## Exercise details
Reproduce the data exactly; no word may be added or dropped.

## Dataset entries
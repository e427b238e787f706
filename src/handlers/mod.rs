use rocket::http::Status;
use rocket::response::{self, Responder};
use rocket::{Request, catch, catchers, get};

use crate::errors::error_response;

pub mod collections;
pub mod databases;

/// Connectivity probe. Answers regardless of database health.
#[get("/")]
pub fn index() -> Status {
    Status::Ok
}

/// JSON body for errors raised outside the handlers.
pub struct CatcherError {
    status: Status,
    message: &'static str,
}

impl<'r> Responder<'r, 'static> for CatcherError {
    fn respond_to(self, _: &'r Request<'_>) -> response::Result<'static> {
        error_response(self.status, self.message)
    }
}

#[catch(400)]
pub fn catch400() -> CatcherError {
    CatcherError {
        status: Status::BadRequest,
        message: "Bad request",
    }
}

#[catch(404)]
pub fn catch404() -> CatcherError {
    CatcherError {
        status: Status::NotFound,
        message: "Resource not found",
    }
}

#[catch(422)]
pub fn catch422() -> CatcherError {
    CatcherError {
        status: Status::UnprocessableEntity,
        message: "Request could not be processed",
    }
}

#[catch(500)]
pub fn catch500() -> CatcherError {
    CatcherError {
        status: Status::InternalServerError,
        message: "Internal server error",
    }
}

pub fn catchers() -> Vec<rocket::Catcher> {
    catchers![catch400, catch404, catch422, catch500]
}
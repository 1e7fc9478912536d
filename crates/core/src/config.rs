//! Configuration for the lint pipeline.

use std::time::Duration;

use serde::Deserialize;
use thiserror::Error;

/// Default quiescence window before an edit triggers analysis.
pub const DEFAULT_DEBOUNCE: Duration = Duration::from_millis(750);

/// Errors that can occur when loading a pipeline configuration.
#[non_exhaustive]
#[derive(Debug, Error)]
pub enum ConfigError {
    /// JSON deserialization failed.
    #[error("invalid config JSON: {0}")]
    InvalidJson(#[from] serde_json::Error),

    /// A field value is out of its valid range.
    #[error("invalid {field}: {reason}")]
    InvalidField {
        /// The name of the field that failed validation.
        field: String,
        /// A human-readable explanation of why the value is invalid.
        reason: String,
    },
}

/// Complete pipeline configuration: debounce window + storage keys.
#[non_exhaustive]
#[derive(Debug, Clone, PartialEq, Eq)]
pub struct PipelineConfig {
    /// How long input must stay quiet before an analysis cycle runs.
    pub debounce: Duration,
    /// Keys under which buffer texts are persisted.
    pub keys: StorageKeys,
}

impl Default for PipelineConfig {
    fn default() -> Self {
        Self {
            debounce: DEFAULT_DEBOUNCE,
            keys: StorageKeys::default(),
        }
    }
}

impl PipelineConfig {
    /// Override the debounce window (builder pattern).
    pub fn with_debounce(mut self, debounce: Duration) -> Self {
        self.debounce = debounce;
        self
    }

    /// Override the storage keys (builder pattern).
    pub fn with_keys(mut self, keys: StorageKeys) -> Self {
        self.keys = keys;
        self
    }
}

/// Persistence keys for the two source buffers.
#[non_exhaustive]
#[derive(Debug, Clone, PartialEq, Eq)]
pub struct StorageKeys {
    /// Key for the grammar buffer text.
    pub grammar: String,
    /// Key for the code buffer text.
    pub code: String,
}

impl Default for StorageKeys {
    fn default() -> Self {
        Self {
            grammar: "grammarText".into(),
            code: "codeText".into(),
        }
    }
}

impl StorageKeys {
    /// Create a key pair.
    pub fn new(grammar: impl Into<String>, code: impl Into<String>) -> Self {
        Self {
            grammar: grammar.into(),
            code: code.into(),
        }
    }
}

/// On-disk form; every field is optional and falls back to the defaults.
#[derive(Debug, Default, Deserialize)]
#[serde(rename_all = "camelCase", deny_unknown_fields)]
struct RawConfig {
    debounce_ms: Option<u64>,
    grammar_key: Option<String>,
    code_key: Option<String>,
}

/// Parse and validate a pipeline configuration from a JSON string.
///
/// Accepts `{ "debounceMs": 750, "grammarKey": "grammarText", "codeKey": "codeText" }`
/// with every field optional.
pub fn load_config_from_str(s: &str) -> Result<PipelineConfig, ConfigError> {
    let raw: RawConfig = serde_json::from_str(s)?;
    let mut config = PipelineConfig::default();

    if let Some(ms) = raw.debounce_ms {
        if ms == 0 {
            return Err(ConfigError::InvalidField {
                field: "debounceMs".into(),
                reason: "must be > 0".into(),
            });
        }
        config.debounce = Duration::from_millis(ms);
    }

    for (field, value, slot) in [
        ("grammarKey", raw.grammar_key, &mut config.keys.grammar),
        ("codeKey", raw.code_key, &mut config.keys.code),
    ] {
        if let Some(value) = value {
            if value.trim().is_empty() {
                return Err(ConfigError::InvalidField {
                    field: field.into(),
                    reason: "must not be empty".into(),
                });
            }
            *slot = value;
        }
    }

    if config.keys.grammar == config.keys.code {
        return Err(ConfigError::InvalidField {
            field: "codeKey".into(),
            reason: format!("must differ from grammarKey ('{}')", config.keys.grammar),
        });
    }

    Ok(config)
}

## Exercise response
repository e427b238e787f706
filename src/handlers/mod.rs
use rocket::http::Status;
use rocket::response::{self, Responder};
use rocket::{Request, catch, catchers, get};

use crate::errors::error_response;

pub mod collections;
pub mod databases;

/// Connectivity probe. Answers regardless of database health.
#[get("/")]
pub fn index() -> Status {
    Status::Ok
}

/// JSON body for errors raised outside the handlers.
pub struct CatcherError {
    status: Status,
    message: &'static str,
}

impl<'r> Responder<'r, 'static> for CatcherError {
    fn respond_to(self, _: &'r Request<'_>) -> response::Result<'static> {
        error_response(self.status, self.message)
    }
}

#[catch(400)]
pub fn catch400() -> CatcherError {
    CatcherError {
        status: Status::BadRequest,
        message: "Bad request",
    }
}

#[catch(404)]
pub fn catch404() -> CatcherError {
    CatcherError {
        status: Status::NotFound,
        message: "Resource not found",
    }
}

#[catch(422)]
pub fn catch422() -> CatcherError {
    CatcherError {
        status: Status::UnprocessableEntity,
        message: "Request could not be processed",
    }
}

#[catch(500)]
pub fn catch500() -> CatcherError {
    CatcherError {
        status: Status::InternalServerError,
        message: "Internal server error",
    }
}

pub fn catchers() -> Vec<rocket::Catcher> {
    catchers![catch400, catch404, catch422, catch500]
}
repository 1e7fc9478912536d
filename crates/core/src/config.rs
//! Configuration for the lint pipeline.

use std::time::Duration;

use serde::Deserialize;
use thiserror::Error;

/// Default quiescence window before an edit triggers analysis.
pub const DEFAULT_DEBOUNCE: Duration = Duration::from_millis(750);

/// Errors that can occur when loading a pipeline configuration.
#[non_exhaustive]
#[derive(Debug, Error)]
pub enum ConfigError {
    /// JSON deserialization failed.
    #[error("invalid config JSON: {0}")]
    InvalidJson(#[from] serde_json::Error),

    /// A field value is out of its valid range.
    #[error("invalid {field}: {reason}")]
    InvalidField {
        /// The name of the field that failed validation.
        field: String,
        /// A human-readable explanation of why the value is invalid.
        reason: String,
    },
}

/// Complete pipeline configuration: debounce window + storage keys.
#[non_exhaustive]
#[derive(Debug, Clone, PartialEq, Eq)]
pub struct PipelineConfig {
    /// How long input must stay quiet before an analysis cycle runs.
    pub debounce: Duration,
    /// Keys under which buffer texts are persisted.
    pub keys: StorageKeys,
}

impl Default for PipelineConfig {
    fn default() -> Self {
        Self {
            debounce: DEFAULT_DEBOUNCE,
            keys: StorageKeys::default(),
        }
    }
}

impl PipelineConfig {
    /// Override the debounce window (builder pattern).
    pub fn with_debounce(mut self, debounce: Duration) -> Self {
        self.debounce = debounce;
        self
    }

    /// Override the storage keys (builder pattern).
    pub fn with_keys(mut self, keys: StorageKeys) -> Self {
        self.keys = keys;
        self
    }
}

/// Persistence keys for the two source buffers.
#[non_exhaustive]
#[derive(Debug, Clone, PartialEq, Eq)]
pub struct StorageKeys {
    /// Key for the grammar buffer text.
    pub grammar: String,
    /// Key for the code buffer text.
    pub code: String,
}

impl Default for StorageKeys {
    fn default() -> Self {
        Self {
            grammar: "grammarText".into(),
            code: "codeText".into(),
        }
    }
}

impl StorageKeys {
    /// Create a key pair.
    pub fn new(grammar: impl Into<String>, code: impl Into<String>) -> Self {
        Self {
            grammar: grammar.into(),
            code: code.into(),
        }
    }
}

/// On-disk form; every field is optional and falls back to the defaults.
#[derive(Debug, Default, Deserialize)]
#[serde(rename_all = "camelCase", deny_unknown_fields)]
struct RawConfig {
    debounce_ms: Option<u64>,
    grammar_key: Option<String>,
    code_key: Option<String>,
}

/// Parse and validate a pipeline configuration from a JSON string.
///
/// Accepts `{ "debounceMs": 750, "grammarKey": "grammarText", "codeKey": "codeText" }`
/// with every field optional.
pub fn load_config_from_str(s: &str) -> Result<PipelineConfig, ConfigError> {
    let raw: RawConfig = serde_json::from_str(s)?;
    let mut config = PipelineConfig::default();

    if let Some(ms) = raw.debounce_ms {
        if ms == 0 {
            return Err(ConfigError::InvalidField {
                field: "debounceMs".into(),
                reason: "must be > 0".into(),
            });
        }
        config.debounce = Duration::from_millis(ms);
    }

    for (field, value, slot) in [
        ("grammarKey", raw.grammar_key, &mut config.keys.grammar),
        ("codeKey", raw.code_key, &mut config.keys.code),
    ] {
        if let Some(value) = value {
            if value.trim().is_empty() {
                return Err(ConfigError::InvalidField {
                    field: field.into(),
                    reason: "must not be empty".into(),
                });
            }
            *slot = value;
        }
    }

    if config.keys.grammar == config.keys.code {
        return Err(ConfigError::InvalidField {
            field: "codeKey".into(),
            reason: format!("must differ from grammarKey ('{}')", config.keys.grammar),
        });
    }

    Ok(config)
}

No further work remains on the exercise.